NUMERICAL INVESTIGATION OF ENTROPY GENERATION DURING THE DISCHARGE OF ENCAPSULATED PHASE CHANGE MATERIAL-BASED THERMAL ENERGY STORAGE

Abstract

A latent heat thermal energy storage system (LHTES) has a potential to improve the load stability by mitigating the fluctuations encountered in concentrated solar thermal power plants. In this paper, heat transfer analysis of LHTES during the discharging period is studied by estimating pressure losses, first-law efficiency, and temporal variation of entropy generation. The LHTES considered in this study is of packed bed type where a phase change material (PCM) is encapsulated in a spherical shell, which forms the solid portion, and heat transfer fluid (HTF) flows through a porous zone in a packed bed. The numerical model considered is two-dimensional axisymmetric, which takes into consideration the mass, momentum, and energy conservation equations in a porous medium.

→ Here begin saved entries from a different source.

//! Longest directed paths over an acyclic prerequisite graph.
//!
//! Every source vertex (outgoing edges, no incoming edges) is seeded at
//! depth zero and a FIFO work queue relaxes successors until nothing
//! improves. A vertex can be revisited any number of times; termination
//! relies on the graph being acyclic, which the caller must have checked.

use std::collections::{BTreeMap, HashMap, VecDeque};

use nonempty::NonEmpty;
use petgraph::Direction;

use crate::domain::{ModuleIndex, graph::Edges};

/// A directed walk through representative vertices, starting at a source.
#[derive(Debug, Clone, PartialEq, Eq)]
pub struct PathRecord {
    vertices: NonEmpty<ModuleIndex>,
}

impl PathRecord {
    /// Number of edges on the path. A lone source has length zero.
    #[must_use]
    pub fn length(&self) -> usize {
        self.vertices.len() - 1
    }

    /// The vertices, from source to end.
    #[must_use]
    pub const fn vertices(&self) -> &NonEmpty<ModuleIndex> {
        &self.vertices
    }

    /// The source vertex the path starts from.
    #[must_use]
    pub fn source(&self) -> ModuleIndex {
        *self.vertices.first()
    }

    /// The vertex the path ends at.
    #[must_use]
    pub fn end(&self) -> ModuleIndex {
        *self.vertices.last()
    }
}

/// Path records grouped by length.
///
/// Every vertex reachable from a source contributes exactly one record: one
/// longest path ending there. Within a group records are ordered by their
/// vertex sequence.
#[derive(Debug, Clone, Default, PartialEq, Eq)]
pub struct LongestPaths {
    by_length: BTreeMap<usize, Vec<PathRecord>>,
}

impl LongestPaths {
    /// The greatest path length found, or `None` if the graph has no edges.
    #[must_use]
    pub fn max_length(&self) -> Option<usize> {
        self.by_length.keys().next_back().copied()
    }

    /// Every record achieving [`Self::max_length`].
    #[must_use]
    pub fn longest(&self) -> &[PathRecord] {
        self.by_length
            .values()
            .next_back()
            .map_or(&[], Vec::as_slice)
    }

    /// The records of exactly `length` edges.
    #[must_use]
    pub fn get(&self, length: usize) -> &[PathRecord] {
        self.by_length.get(&length).map_or(&[], Vec::as_slice)
    }

    /// Groups of length `threshold` or more, shortest first.
    pub fn at_least(&self, threshold: usize) -> impl Iterator<Item = (usize, &[PathRecord])> + '_ {
        self.by_length
            .range(threshold..)
            .map(|(&length, records)| (length, records.as_slice()))
    }

    /// Total number of records across all lengths.
    #[must_use]
    pub fn len(&self) -> usize {
        self.by_length.values().map(Vec::len).sum()
    }

    /// Whether no records were produced.
    #[must_use]
    pub fn is_empty(&self) -> bool {
        self.by_length.is_empty()
    }
}

/// Vertices with at least one outgoing edge and no incoming edge, in graph
/// order.
pub(crate) fn sources(edges: &Edges) -> Vec<ModuleIndex> {
    edges
        .nodes()
        .filter(|&n| edges.neighbors_directed(n, Direction::Outgoing).next().is_some())
        .filter(|&n| edges.neighbors_directed(n, Direction::Incoming).next().is_none())
        .collect()
}

/// Computes one longest path ending at every vertex reachable from a source.
///
/// Ties between equally long paths into the same vertex are resolved in
/// favour of whichever is relaxed first. That depends on graph order and is
/// not part of the contract.
///
/// The graph must be acyclic; on a cyclic graph this never terminates.
pub(crate) fn longest_paths(edges: &Edges) -> LongestPaths {
    let mut depth: HashMap<ModuleIndex, usize> = HashMap::new();
    let mut predecessor: HashMap<ModuleIndex, ModuleIndex> = HashMap::new();
    let mut queue = VecDeque::new();

    for source in sources(edges) {
        depth.insert(source, 0);
        queue.push_back(source);
    }

    let mut relaxations = 0_usize;
    while let Some(u) = queue.pop_front() {
        let candidate = depth[&u] + 1;
        for v in edges.neighbors(u) {
            if depth.get(&v).is_none_or(|&current| candidate > current) {
                depth.insert(v, candidate);
                predecessor.insert(v, u);
                queue.push_back(v);
                relaxations += 1;
            }
        }
    }
    tracing::debug!(vertices = depth.len(), relaxations, "relaxation finished");

    let mut by_length: BTreeMap<usize, Vec<PathRecord>> = BTreeMap::new();
    for &end in depth.keys() {
        let record = reconstruct(end, &predecessor);
        by_length.entry(record.length()).or_default().push(record);
    }
    for records in by_length.values_mut() {
        records.sort_by(|a, b| a.vertices.iter().cmp(b.vertices.iter()));
    }

    LongestPaths { by_length }
}

fn reconstruct(end: ModuleIndex, predecessor: &HashMap<ModuleIndex, ModuleIndex>) -> PathRecord {
    let mut reversed = vec![end];
    let mut node = end;
    while let Some(&previous) = predecessor.get(&node) {
        reversed.push(previous);
        node = previous;
    }
    reversed.reverse();

    let vertices = NonEmpty::from_vec(reversed).expect("path contains at least its end vertex");
    PathRecord { vertices }
}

Heat transfer between HTF and PCM is modeled using two-temperature equations coupled with an enthalpy-porosity technique to analyze the isothermal phase change behavior during solidification of PCM. The numerical model is first validated with the published experimental results. The effects of several parameters, such as porosity, inner encapsulation diameter, encapsulation shell thickness, and encapsulation shell material are further studied. It is found that the LHTES produces more entropy due to the internal diffusion process, which is prominent in the system with a large coefficient of overall volumetric heat transfer between HTF and PCM. The first-law efficiency of discharging is affected significantly by porosity rather than by any other parameter considered in the study.